How many of the lines below hold "CString"? Only the number, please.

[DATASET RECORDS Boundary: Start]

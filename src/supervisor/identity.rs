//! Privilege drop: assume a least-privilege user/group before the worker runs.
//!
//! Fail-closed: any resolution or syscall failure aborts the start. The
//! worker loop must never run under an identity the operator did not ask for.

use crate::error::{Result, SupervisorError};
use nix::unistd::{getegid, geteuid, initgroups, setgid, setuid, Group, User};
use std::ffi::CString;
use tracing::{debug, info};

/// Switch the effective user/group to the named identities.
///
/// Group is applied first so the user change cannot strip the privilege
/// needed for setgid. When a user is given, supplementary groups are
/// initialized from the passwd database before setuid. Each change is
/// skipped when unset or already matching the current effective identity.
pub fn drop_privileges(user: Option<&str>, group: Option<&str>) -> Result<()> {
    if user.is_none() && group.is_none() {
        return Ok(());
    }

    let target_user = match user {
        Some(name) => Some(resolve_user(name)?),
        None => None,
    };
    let target_group = match group {
        Some(name) => Some(resolve_group(name)?),
        None => None,
    };

    if let Some(ref grp) = target_group {
        if grp.gid != getegid() {
            setgid(grp.gid).map_err(|e| SupervisorError::PrivilegeChange(format!(
                "cannot switch to group '{}' (gid {}): {}",
                grp.name, grp.gid, e
            )))?;
            info!(group = %grp.name, gid = %grp.gid, "group identity changed");
        } else {
            debug!(group = %grp.name, "already running as requested group");
        }
    }

    if let Some(ref usr) = target_user {
        if usr.uid != geteuid() {
            let name = CString::new(usr.name.as_str()).map_err(|_| {
                SupervisorError::PrivilegeChange(format!(
                    "user name '{}' contains a NUL byte",
                    usr.name
                ))
            })?;
            let gid = target_group.as_ref().map(|g| g.gid).unwrap_or(usr.gid);
            initgroups(&name, gid).map_err(|e| SupervisorError::PrivilegeChange(format!(
                "cannot initialize supplementary groups for '{}': {}",
                usr.name, e
            )))?;
            setuid(usr.uid).map_err(|e| SupervisorError::PrivilegeChange(format!(
                "cannot switch to user '{}' (uid {}): {}",
                usr.name, usr.uid, e
            )))?;
            info!(user = %usr.name, uid = %usr.uid, "user identity changed");
        } else {
            debug!(user = %usr.name, "already running as requested user");
        }
    }

    Ok(())
}

/// Resolve both names without changing identity.
///
/// Resolution is side-effect-free, so the invoking process can reject an
/// unknown user or group before any fork, while the error can still reach
/// the terminal with a non-zero exit.
pub fn verify(user: Option<&str>, group: Option<&str>) -> Result<()> {
    if let Some(name) = user {
        resolve_user(name)?;
    }
    if let Some(name) = group {
        resolve_group(name)?;
    }
    Ok(())
}

fn resolve_user(name: &str) -> Result<User> {
    User::from_name(name)
        .map_err(|e| SupervisorError::PrivilegeChange(format!("cannot look up user '{}': {}", name, e)))?
        .ok_or_else(|| SupervisorError::PrivilegeChange(format!("unknown user '{}'", name)))
}

fn resolve_group(name: &str) -> Result<Group> {
    Group::from_name(name)
        .map_err(|e| SupervisorError::PrivilegeChange(format!("cannot look up group '{}': {}", name, e)))?
        .ok_or_else(|| SupervisorError::PrivilegeChange(format!("unknown group '{}'", name)))
}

[DATASET RECORDS Boundary: End]

• **EXPECTED ANSWER**
2